In this study, separation of peptides with Angiotensin I converting enzyme (ACE)-inhibitory capacity obtained from ultrasonically pretreated defatted corn germ protein (DCGP) by using a new continuous system of enzymatic hydrolysis coupled with membrane separation (EHC-MS) was investigated. Ultrasonic pretreatment was applied to enhance the enzymatic hydrolysis rate of DCGP, as proved in our previous study. The EHC-MS system was operated in two modes which included the batch system and continuous system with continuous water and substrate feeding and was compared with the EH-offline-MS system.

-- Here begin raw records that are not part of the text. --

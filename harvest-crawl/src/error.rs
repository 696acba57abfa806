//! Error types for crawl handlers and storage sinks

use thiserror::Error;

/// Errors raised by a crawl handler
#[derive(Debug, Error)]
pub enum CrawlError {
    /// A required site parameter is missing or malformed
    #[error("invalid site parameter '{name}': {reason}")]
    InvalidParameter { name: String, reason: String },

    /// Every page fetch failed
    #[error("no page could be fetched ({attempted} attempted): {last_error}")]
    NoPagesFetched { attempted: u32, last_error: String },

    /// HTTP request failed
    #[error("HTTP request failed: {0}")]
    Http(#[from] reqwest::Error),

    /// Writing a record to a sink failed
    #[error(transparent)]
    Sink(#[from] SinkError),

    /// Handler-specific failure
    #[error("{0}")]
    Other(String),
}

impl CrawlError {
    pub fn invalid_parameter(name: impl Into<String>, reason: impl Into<String>) -> Self {
        Self::InvalidParameter {
            name: name.into(),
            reason: reason.into(),
        }
    }
}

/// Errors raised by a storage sink
#[derive(Debug, Error)]
pub enum SinkError {
    #[error("sink '{sink}' I/O error: {source}")]
    Io {
        sink: String,
        #[source]
        source: std::io::Error,
    },

    #[error("sink '{sink}' failed to serialize record: {source}")]
    Serialize {
        sink: String,
        #[source]
        source: serde_json::Error,
    },

    #[error("sink '{sink}' database error: {source}")]
    Database {
        sink: String,
        #[source]
        source: sqlx::Error,
    },
}

/// Handler resolution failure
#[derive(Debug, Error, PartialEq, Eq)]
pub enum ResolveError {
    #[error("no handler found for site '{site_id}' (category hint: {hint})")]
    NoHandlerFound { site_id: String, hint: String },
}
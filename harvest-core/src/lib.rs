//! Harvest Core
//!
//! Core types shared by the Harvest crawl scheduler.
//!
//! This crate contains:
//! - Domain types: sites, run records, crawled records and schedule rules

pub mod domain;
//! Display-oriented views of decoded values.

use solana_instruction::AccountMeta;
use solana_pubkey::Pubkey;

use crate::discriminator::Discriminator;

/// A decoded field for display.
#[derive(Debug, Clone, PartialEq, Eq)]
pub struct DecodedField {
    pub name: String,
    /// Rendered value. Empty for plain containers; the variant name for
    /// tagged unions.
    pub value: String,
    pub children: Vec<DecodedField>,
}

impl DecodedField {
    pub fn new(name: impl Into<String>, value: impl Into<String>) -> Self {
        Self {
            name: name.into(),
            value: value.into(),
            children: Vec::new(),
        }
    }

    pub fn with_children(name: impl Into<String>, children: Vec<DecodedField>) -> Self {
        Self {
            name: name.into(),
            value: String::new(),
            children,
        }
    }

    /// A tagged-union value: variant name plus the payload fields.
    pub fn variant(
        name: impl Into<String>,
        variant: &'static str,
        children: Vec<DecodedField>,
    ) -> Self {
        Self {
            name: name.into(),
            value: variant.to_string(),
            children,
        }
    }

    /// Depth-first lookup by dotted path, e.g. `fees.deposit_bps`.
    pub fn find(&self, path: &str) -> Option<&DecodedField> {
        let (head, tail) = match path.split_once('.') {
            Some((head, tail)) => (head, Some(tail)),
            None => (path, None),
        };
        let child = self.children.iter().find(|c| c.name == head)?;
        match tail {
            Some(tail) => child.find(tail),
            None => Some(child),
        }
    }
}

/// A decoded account.
#[derive(Debug, Clone, PartialEq, Eq)]
pub struct DecodedAccount {
    pub name: String,
    pub discriminator: Discriminator,
    pub fields: Vec<DecodedField>,
}

/// A decoded instruction.
#[derive(Debug, Clone, PartialEq, Eq)]
pub struct DecodedInstruction {
    /// Human-readable instruction name (e.g. "Deposit")
    pub name: String,
    pub discriminator: Discriminator,
    pub fields: Vec<DecodedField>,
    /// Account names in order (index corresponds to account position)
    pub account_names: Vec<String>,
}

impl DecodedInstruction {
    pub fn with_fields_and_accounts(
        name: impl Into<String>,
        discriminator: Discriminator,
        fields: Vec<DecodedField>,
        account_names: Vec<String>,
    ) -> Self {
        Self {
            name: name.into(),
            discriminator,
            fields,
            account_names,
        }
    }

    /// Pair each account with its role name. Accounts past the named ones
    /// are labelled `extra_<n>`.
    pub fn labelled_accounts<'a>(
        &'a self,
        accounts: &'a [AccountMeta],
    ) -> impl Iterator<Item = (String, &'a AccountMeta)> + 'a {
        accounts.iter().enumerate().map(|(i, meta)| {
            let name = self
                .account_names
                .get(i)
                .cloned()
                .unwrap_or_else(|| format!("extra_{}", i - self.account_names.len()));
            (name, meta)
        })
    }
}

/// Render a value as a [`DecodedField`].
///
/// Derived for every `#[derive(Codec)]` type; implemented here for the
/// primitive and container types.
pub trait Describe {
    fn describe(&self, name: &str) -> DecodedField;

    /// Top-level fields of a record.
    fn fields(&self) -> Vec<DecodedField> {
        self.describe("").children
    }
}

macro_rules! impl_describe_display {
    ($($ty:ty),* $(,)?) => {
        $(
            impl Describe for $ty {
                fn describe(&self, name: &str) -> DecodedField {
                    DecodedField::new(name, self.to_string())
                }
            }
        )*
    };
}

impl_describe_display!(
    u8, u16, u32, u64, u128, i8, i16, i32, i64, i128, f32, f64, bool, Pubkey, Discriminator
);

impl Describe for String {
    fn describe(&self, name: &str) -> DecodedField {
        DecodedField::new(name, format!("{self:?}"))
    }
}

impl<T: Describe> Describe for Option<T> {
    fn describe(&self, name: &str) -> DecodedField {
        match self {
            None => DecodedField::new(name, "None"),
            Some(value) => value.describe(name),
        }
    }
}

impl<T: Describe> Describe for Box<T> {
    fn describe(&self, name: &str) -> DecodedField {
        self.as_ref().describe(name)
    }
}

fn describe_items<T: Describe>(name: &str, items: &[T]) -> DecodedField {
    let children = items
        .iter()
        .enumerate()
        .map(|(i, item)| item.describe(&format!("[{i}]")))
        .collect();
    DecodedField {
        name: name.to_string(),
        value: format!("len {}", items.len()),
        children,
    }
}

impl<T: Describe> Describe for Vec<T> {
    fn describe(&self, name: &str) -> DecodedField {
        describe_items(name, self)
    }
}

impl<T: Describe, const N: usize> Describe for [T; N] {
    fn describe(&self, name: &str) -> DecodedField {
        describe_items(name, self)
    }
}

The selection of the membrane was based on the hydrolysate fraction which had the highest activity for inhibition of ACE. The results showed that the 1–3 kDa fraction of DCGP hydrolysates had the lowest IC₅₀ value (0.124 mg mL⁻¹) for inhibition of ACE. The degree of conversion (%) of DCGP and output of peptides per unit of the enzyme were significantly (P < 0.05) increased by 55.3% and 55% in the EHC-MS batch process and 79% and 473% in the EHC-MS continuous operation compared to the EH-offline-MS system. The EHC-MS using continuous water and substrate feeding operation was noted to be the best in terms of a high degree of DCG protein conversion (75.68 ± 1.34) and the output of peptides per unit of the enzyme (78.65 ± 1.13). The results revealed that the EHC-MS method with constant water and substrate feeding could show a better application in peptide production in the food industry.